* [Your instructions] Copy all lines below containing "bool".

**** Data ****

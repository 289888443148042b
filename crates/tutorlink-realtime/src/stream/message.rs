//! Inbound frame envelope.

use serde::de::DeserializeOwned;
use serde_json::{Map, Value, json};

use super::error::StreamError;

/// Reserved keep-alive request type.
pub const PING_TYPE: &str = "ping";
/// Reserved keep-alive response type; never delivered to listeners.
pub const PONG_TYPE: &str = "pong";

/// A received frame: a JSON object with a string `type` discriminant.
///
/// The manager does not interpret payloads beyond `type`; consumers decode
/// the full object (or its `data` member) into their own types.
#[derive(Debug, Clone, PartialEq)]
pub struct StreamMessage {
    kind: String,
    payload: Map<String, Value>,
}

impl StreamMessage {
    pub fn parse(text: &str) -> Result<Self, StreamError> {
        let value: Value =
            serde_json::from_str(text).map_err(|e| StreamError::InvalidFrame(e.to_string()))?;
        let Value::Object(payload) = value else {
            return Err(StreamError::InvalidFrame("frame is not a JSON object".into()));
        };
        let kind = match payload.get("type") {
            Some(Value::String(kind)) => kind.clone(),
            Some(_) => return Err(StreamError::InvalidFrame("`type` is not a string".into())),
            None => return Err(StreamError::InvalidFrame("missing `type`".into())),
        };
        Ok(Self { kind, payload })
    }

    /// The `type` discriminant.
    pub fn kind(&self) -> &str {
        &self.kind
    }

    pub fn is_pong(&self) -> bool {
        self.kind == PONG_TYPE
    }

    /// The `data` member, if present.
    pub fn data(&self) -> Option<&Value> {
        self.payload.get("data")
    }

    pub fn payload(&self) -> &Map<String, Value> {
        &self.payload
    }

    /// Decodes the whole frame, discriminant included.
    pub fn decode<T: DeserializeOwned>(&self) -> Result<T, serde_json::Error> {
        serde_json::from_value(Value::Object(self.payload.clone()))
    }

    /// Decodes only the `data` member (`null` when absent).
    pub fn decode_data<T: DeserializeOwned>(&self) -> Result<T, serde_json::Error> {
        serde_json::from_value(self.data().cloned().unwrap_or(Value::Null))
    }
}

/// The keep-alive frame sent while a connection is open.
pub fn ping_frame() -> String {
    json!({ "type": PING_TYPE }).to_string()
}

****
**** Data ****

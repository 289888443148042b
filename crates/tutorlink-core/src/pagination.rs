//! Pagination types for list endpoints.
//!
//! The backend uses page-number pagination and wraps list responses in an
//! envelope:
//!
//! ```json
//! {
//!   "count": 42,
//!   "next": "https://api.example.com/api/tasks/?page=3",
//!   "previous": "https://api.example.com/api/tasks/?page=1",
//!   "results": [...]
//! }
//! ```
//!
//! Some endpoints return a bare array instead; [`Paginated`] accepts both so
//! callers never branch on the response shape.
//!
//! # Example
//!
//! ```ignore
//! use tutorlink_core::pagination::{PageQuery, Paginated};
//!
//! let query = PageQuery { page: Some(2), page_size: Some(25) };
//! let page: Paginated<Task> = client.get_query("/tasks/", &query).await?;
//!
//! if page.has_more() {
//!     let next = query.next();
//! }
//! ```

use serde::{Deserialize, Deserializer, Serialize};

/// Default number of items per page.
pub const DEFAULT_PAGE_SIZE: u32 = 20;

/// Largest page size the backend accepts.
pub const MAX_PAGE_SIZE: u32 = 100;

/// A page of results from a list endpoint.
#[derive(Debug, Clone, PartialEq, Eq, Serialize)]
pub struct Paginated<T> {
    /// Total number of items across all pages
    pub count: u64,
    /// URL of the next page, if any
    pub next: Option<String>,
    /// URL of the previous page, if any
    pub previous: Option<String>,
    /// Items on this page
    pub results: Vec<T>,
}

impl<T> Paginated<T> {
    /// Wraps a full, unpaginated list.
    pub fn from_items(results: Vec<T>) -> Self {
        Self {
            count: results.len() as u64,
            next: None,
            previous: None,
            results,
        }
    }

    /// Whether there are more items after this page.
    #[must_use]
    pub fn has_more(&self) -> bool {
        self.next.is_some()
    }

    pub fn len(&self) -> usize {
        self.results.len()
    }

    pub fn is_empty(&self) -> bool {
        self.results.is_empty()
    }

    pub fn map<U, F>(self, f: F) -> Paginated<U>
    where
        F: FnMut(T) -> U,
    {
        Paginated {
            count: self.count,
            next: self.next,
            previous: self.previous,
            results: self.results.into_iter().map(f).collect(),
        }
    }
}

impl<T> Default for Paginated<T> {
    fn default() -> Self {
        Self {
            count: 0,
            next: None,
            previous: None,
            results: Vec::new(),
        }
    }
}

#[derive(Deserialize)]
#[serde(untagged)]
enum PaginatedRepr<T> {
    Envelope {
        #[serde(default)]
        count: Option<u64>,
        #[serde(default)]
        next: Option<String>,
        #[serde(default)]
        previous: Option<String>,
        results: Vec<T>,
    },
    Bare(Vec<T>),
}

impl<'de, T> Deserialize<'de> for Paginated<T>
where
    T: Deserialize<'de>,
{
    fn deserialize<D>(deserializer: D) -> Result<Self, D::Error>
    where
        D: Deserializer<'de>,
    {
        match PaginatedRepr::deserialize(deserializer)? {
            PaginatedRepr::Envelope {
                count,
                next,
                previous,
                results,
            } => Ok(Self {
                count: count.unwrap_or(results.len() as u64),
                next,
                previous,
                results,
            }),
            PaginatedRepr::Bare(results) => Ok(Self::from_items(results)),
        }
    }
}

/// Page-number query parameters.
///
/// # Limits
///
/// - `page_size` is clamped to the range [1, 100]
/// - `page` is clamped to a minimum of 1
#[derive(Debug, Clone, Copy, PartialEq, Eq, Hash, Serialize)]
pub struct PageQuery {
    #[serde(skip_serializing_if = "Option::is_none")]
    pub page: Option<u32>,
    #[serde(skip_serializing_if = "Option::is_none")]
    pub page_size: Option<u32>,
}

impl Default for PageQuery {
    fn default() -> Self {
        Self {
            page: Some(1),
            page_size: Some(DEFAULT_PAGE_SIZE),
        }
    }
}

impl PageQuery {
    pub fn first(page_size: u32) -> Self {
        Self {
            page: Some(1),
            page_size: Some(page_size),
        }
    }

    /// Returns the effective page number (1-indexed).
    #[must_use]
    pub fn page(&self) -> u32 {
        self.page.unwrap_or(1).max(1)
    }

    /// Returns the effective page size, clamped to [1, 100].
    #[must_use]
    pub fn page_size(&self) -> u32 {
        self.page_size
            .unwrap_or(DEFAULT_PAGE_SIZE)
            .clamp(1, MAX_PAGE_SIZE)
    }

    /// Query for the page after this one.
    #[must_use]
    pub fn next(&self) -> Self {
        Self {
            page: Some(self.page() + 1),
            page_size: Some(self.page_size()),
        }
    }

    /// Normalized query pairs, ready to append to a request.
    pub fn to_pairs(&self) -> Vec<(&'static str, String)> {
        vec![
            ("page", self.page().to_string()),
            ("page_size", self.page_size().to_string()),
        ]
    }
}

****

* [Task response]
    pub fn is_pong(&self) -> bool {
    pub fn has_more(&self) -> bool {
    pub fn is_empty(&self) -> bool {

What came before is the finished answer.